NNH---Number Needed to Harm---similar in concept to NNT,except it is the number to treat to get a bad outcome. If NNT is greater than NNH, you have a problem, unless, perhaps, the outcome in NNT is preventing certain death.
NNS---Number Needed to Sue----this is not generally listed in statistical textbooks. It is the number of patients out of a million who get a bad enough result that a malpractice lawyer thinks it worthwhile to start a class action suit.
Statistically significant---there is less than a 5% probability (one-in-twenty) that the result is due to chance. Alternatively, if you repeat the experiment 20 times, then you would expect to get the same "result" nineteen times.
Type I/Alpha Error---you conclude that there is a statistically significant difference between the control group and the treated group, when there is really NO difference. Similar in concept to a false positive conclusion.
Type II/Beta Error---you conclude that there is no statistically significant difference between the control and the treated group, when there really is. Similar in concept to a false negative conclusion.
Sensitivity---the probability that if you test positive for a disease, you have the disease; i.e. a test with a low false negative rate.
Specificity---the probability that if you test negative for a disease, you do not have the disease; i.e. a test with a low false positive rate.
Common clinical sense---tells you not to believe a positive test result in a particular patient. If you order a panel of 20 tests, each of which has a Gaussian distribution, then the odds are 50:50 that at least one of the tests will fall outside the "normal" range without indicating true disease.

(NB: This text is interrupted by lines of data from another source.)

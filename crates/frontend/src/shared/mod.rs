pub mod api_utils;
pub mod renderer;
pub mod state;
pub mod theme;
pub mod chart_type;

pub use chart_type::ChartType;
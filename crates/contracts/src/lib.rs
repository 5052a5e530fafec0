pub mod dashboards;
pub mod enums;
pub mod shared;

Correlation/Causation---two events can be related in time or space without having a cause-and-effect relationship. Propinquity can always be coincidental, but can also suggest paths for future research.

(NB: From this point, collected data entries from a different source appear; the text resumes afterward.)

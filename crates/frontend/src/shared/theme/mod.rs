//! Colour scheme of the page.
//!
//! The switch in the page header toggles a single boolean that lives in the
//! browser only. The scheme is written to the `data-color-scheme` attribute of
//! `<html>` and persisted in localStorage; the server is never asked.

use contracts::dashboards::d400_dock_demo::COLOR_SCHEME_ATTRIBUTE;
use leptos::prelude::*;
use thaw::Switch;
use web_sys::window;

#[derive(Clone, Copy, PartialEq, Eq, Debug, Default)]
pub enum ColorScheme {
    #[default]
    Light,
    Dark,
}

impl ColorScheme {
    pub fn from_dark(dark: bool) -> Self {
        if dark {
            ColorScheme::Dark
        } else {
            ColorScheme::Light
        }
    }

    /// Value of the `data-color-scheme` attribute.
    pub fn as_str(&self) -> &'static str {
        match self {
            ColorScheme::Light => "light",
            ColorScheme::Dark => "dark",
        }
    }
}

const COLOR_SCHEME_STORAGE_KEY: &str = "color-scheme-dark";

/// Missing or unreadable entries mean light.
fn load_from_storage() -> bool {
    window()
        .and_then(|w| w.local_storage().ok().flatten())
        .and_then(|storage| storage.get_item(COLOR_SCHEME_STORAGE_KEY).ok().flatten())
        .map(|s| s == "true")
        .unwrap_or(false)
}

fn save_to_storage(dark: bool) {
    if let Some(storage) = window().and_then(|w| w.local_storage().ok().flatten()) {
        let _ = storage.set_item(COLOR_SCHEME_STORAGE_KEY, if dark { "true" } else { "false" });
    }
}

fn apply_color_scheme(scheme: ColorScheme) {
    let root = window()
        .and_then(|w| w.document())
        .and_then(|doc| doc.document_element());
    if let Some(root) = root {
        let _ = root.set_attribute(COLOR_SCHEME_ATTRIBUTE, scheme.as_str());
    }
}

#[derive(Clone, Copy)]
pub struct ThemeContext {
    /// `true` when the dark scheme is active.
    pub dark: RwSignal<bool>,
}

/// Provides the colour scheme to children and keeps `<html>` and storage in
/// sync with it.
#[component]
pub fn ThemeProvider(children: Children) -> impl IntoView {
    let initial = load_from_storage();
    let dark = RwSignal::new(initial);

    // Apply before the first paint so there is no flash of the wrong scheme
    apply_color_scheme(ColorScheme::from_dark(initial));

    Effect::new(move |prev: Option<bool>| {
        let current = dark.get();
        if prev.is_some() {
            apply_color_scheme(ColorScheme::from_dark(current));
            save_to_storage(current);
            log::debug!("color scheme set to {}", ColorScheme::from_dark(current).as_str());
        }
        current
    });

    provide_context(ThemeContext { dark });

    children()
}

pub fn use_theme() -> ThemeContext {
    use_context::<ThemeContext>().expect("ThemeContext not found. Wrap your app with ThemeProvider.")
}

/// The header switch bound to the theme context.
#[component]
pub fn ColorSchemeSwitch(#[prop(into)] id: String) -> impl IntoView {
    let ctx = use_theme();

    view! {
        <span id=id class="color-scheme-switch">
            <Switch checked=ctx.dark label="Dark mode"/>
        </span>
    }
}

Confounding---a factor not considered when looking for a cause-and-effect relationship that affects the effect. The best example would be the initial statistical demonstration that coffee drinkers had a higher rate of heart attacks, without allowing for the confounding effect that more coffee drinkers than non-drinkers smoked cigarettes. It is probably impossible to ensure the absence of all confounding effects, since we don't know about many confounding effects, and it is virtually impossible to test for their existence.

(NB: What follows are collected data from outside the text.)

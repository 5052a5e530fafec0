//! Turns the server-described component tree into leptos views.
//!
//! Elements with an id show the `children` output of that id once the
//! server has produced one, otherwise the children they were declared with.

pub mod charts;
pub mod controls;

use contracts::dashboards::d400_dock_demo::PROP_CHILDREN;
use contracts::shared::callbacks::PropRef;
use contracts::shared::component::{Component, Element};
use leptos::prelude::*;
use serde::Deserialize;
use serde_json::Value;

use crate::layout::dock::DockView;
use crate::shared::state::PageStore;

/// `{label, value}` entry of a checklist or radio group.
#[derive(Debug, Clone, PartialEq, Deserialize)]
pub struct ChoiceOption {
    pub label: String,
    pub value: String,
}

pub fn parse_options(value: Option<&Value>) -> Vec<ChoiceOption> {
    value
        .cloned()
        .and_then(|v| serde_json::from_value(v).ok())
        .unwrap_or_default()
}

/// Inline CSS from a `{camelCase: value}` object; numbers are pixels.
pub fn style_string(style: &Value) -> String {
    let Value::Object(map) = style else {
        return String::new();
    };
    map.iter()
        .map(|(key, value)| {
            let value = match value {
                Value::String(s) => s.clone(),
                Value::Number(n) => format!("{}px", n),
                other => other.to_string(),
            };
            format!("{}: {};", kebab_case(key), value)
        })
        .collect::<Vec<_>>()
        .join(" ")
}

fn kebab_case(key: &str) -> String {
    let mut out = String::with_capacity(key.len() + 4);
    for c in key.chars() {
        if c.is_ascii_uppercase() {
            out.push('-');
            out.push(c.to_ascii_lowercase());
        } else {
            out.push(c);
        }
    }
    out
}

/// An output value as a list of components: strings are text, objects are
/// elements, arrays are several children.
pub fn value_to_components(value: Value) -> Vec<Component> {
    match value {
        Value::Null => Vec::new(),
        Value::Array(items) => items.into_iter().flat_map(value_to_components).collect(),
        Value::String(s) => vec![Component::Text(s)],
        Value::Object(_) => match serde_json::from_value::<Component>(value.clone()) {
            Ok(component) => vec![component],
            Err(_) => vec![Component::Text(value.to_string())],
        },
        other => vec![Component::Text(other.to_string())],
    }
}

/// Plain text of the direct text children, used for button labels.
pub fn text_content(element: &Element) -> String {
    element
        .children
        .iter()
        .filter_map(|c| match c {
            Component::Text(t) => Some(t.as_str()),
            Component::Element(_) => None,
        })
        .collect()
}

pub fn render_component(component: Component, store: PageStore) -> AnyView {
    match component {
        Component::Text(text) => text.into_any(),
        Component::Element(element) => render_element(element, store),
    }
}

pub fn render_children(children: Vec<Component>, store: PageStore) -> AnyView {
    children
        .into_iter()
        .map(|child| render_component(child, store))
        .collect_view()
        .into_any()
}

fn children_view(element: &Element, store: PageStore) -> AnyView {
    let declared = element.children.clone();
    match element.id.as_deref() {
        Some(id) => {
            let output = store.watch(PropRef::new(id, PROP_CHILDREN));
            (move || match output.get() {
                Some(value) => render_children(value_to_components(value), store),
                None => render_children(declared.clone(), store),
            })
            .into_any()
        }
        None => render_children(declared, store),
    }
}

fn render_element(element: Element, store: PageStore) -> AnyView {
    match element.kind.as_str() {
        "dock" => view! { <DockView element=element store=store/> }.into_any(),
        "checklist" => view! { <controls::Checklist element=element store=store/> }.into_any(),
        "radio-group" => {
            view! { <controls::RadioGroupControl element=element store=store/> }.into_any()
        }
        "button" => view! { <controls::ClickButton element=element store=store/> }.into_any(),
        "password-input" => {
            view! { <controls::PasswordInput element=element store=store/> }.into_any()
        }
        "switch" => view! { <controls::SwitchControl element=element store=store/> }.into_any(),
        "line-chart" | "bar-chart" => view! { <charts::CategoryChart element=element/> }.into_any(),
        "scatter-chart" => view! { <charts::ScatterChart element=element/> }.into_any(),
        "icon" => {
            let icon = element
                .get_prop("icon")
                .and_then(Value::as_str)
                .unwrap_or_default()
                .to_string();
            view! { <span class="dc-icon" data-icon=icon></span> }.into_any()
        }
        "hover-card" => {
            let target = element
                .get_prop("target")
                .and_then(Value::as_str)
                .unwrap_or_default()
                .to_string();
            let body = children_view(&element, store);
            view! {
                <details class="dc-hover-card">
                    <summary>{target}</summary>
                    <div class="dc-hover-card__dropdown">{body}</div>
                </details>
            }
            .into_any()
        }
        _ => render_container(element, store),
    }
}

fn render_container(element: Element, store: PageStore) -> AnyView {
    let id = element.id.clone();
    let class = format!("dc-{}", element.kind);
    let mut style = element.get_prop("style").map(style_string).unwrap_or_default();
    if element.kind == "group" {
        let justify = match element.get_prop("justify").and_then(Value::as_str) {
            Some("apart") => "space-between",
            Some("center") => "center",
            Some("right") => "flex-end",
            _ => "flex-start",
        };
        style.push_str(&format!(
            " display: flex; align-items: center; gap: 12px; justify-content: {justify};"
        ));
    }
    let children = children_view(&element, store);

    match element.kind.as_str() {
        "h2" => view! { <h2 id=id class=class style=style>{children}</h2> }.into_any(),
        "h3" => view! { <h3 id=id class=class style=style>{children}</h3> }.into_any(),
        "h4" => view! { <h4 id=id class=class style=style>{children}</h4> }.into_any(),
        "title" => {
            let order = element.get_prop("order").and_then(Value::as_u64).unwrap_or(2);
            match order {
                1 => view! { <h1 id=id class=class style=style>{children}</h1> }.into_any(),
                2 => view! { <h2 id=id class=class style=style>{children}</h2> }.into_any(),
                3 => view! { <h3 id=id class=class style=style>{children}</h3> }.into_any(),
                _ => view! { <h4 id=id class=class style=style>{children}</h4> }.into_any(),
            }
        }
        "pre" => view! { <pre id=id class=class style=style>{children}</pre> }.into_any(),
        "ul" => view! { <ul id=id class=class style=style>{children}</ul> }.into_any(),
        "li" => view! { <li id=id class=class style=style>{children}</li> }.into_any(),
        "span" => view! { <span id=id class=class style=style>{children}</span> }.into_any(),
        _ => view! { <div id=id class=class style=style>{children}</div> }.into_any(),
    }
}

Confidence Interval---Similar in concept to error bars around a measured data point. The confidence interval of a result suggests to you the range of the result in which we expect 95% of the studied population to fall.
Intention-to-treat---included all patients who registered for the randomized drug study, whether or not they dropped out of the study.
Incidence---the percentage of the population that develops a given disease in a given period of time.
Prevalence---the percentage of the population that has the disease at a given time. Note that the prevalence of a disease helps to determine whether you want to emphasize avoiding a Type I error or emphasize avoiding a Type II error, as well as a test with high sensitivity or high specificity.
Endpoint---the result you are looking for to determine that a treatment "works".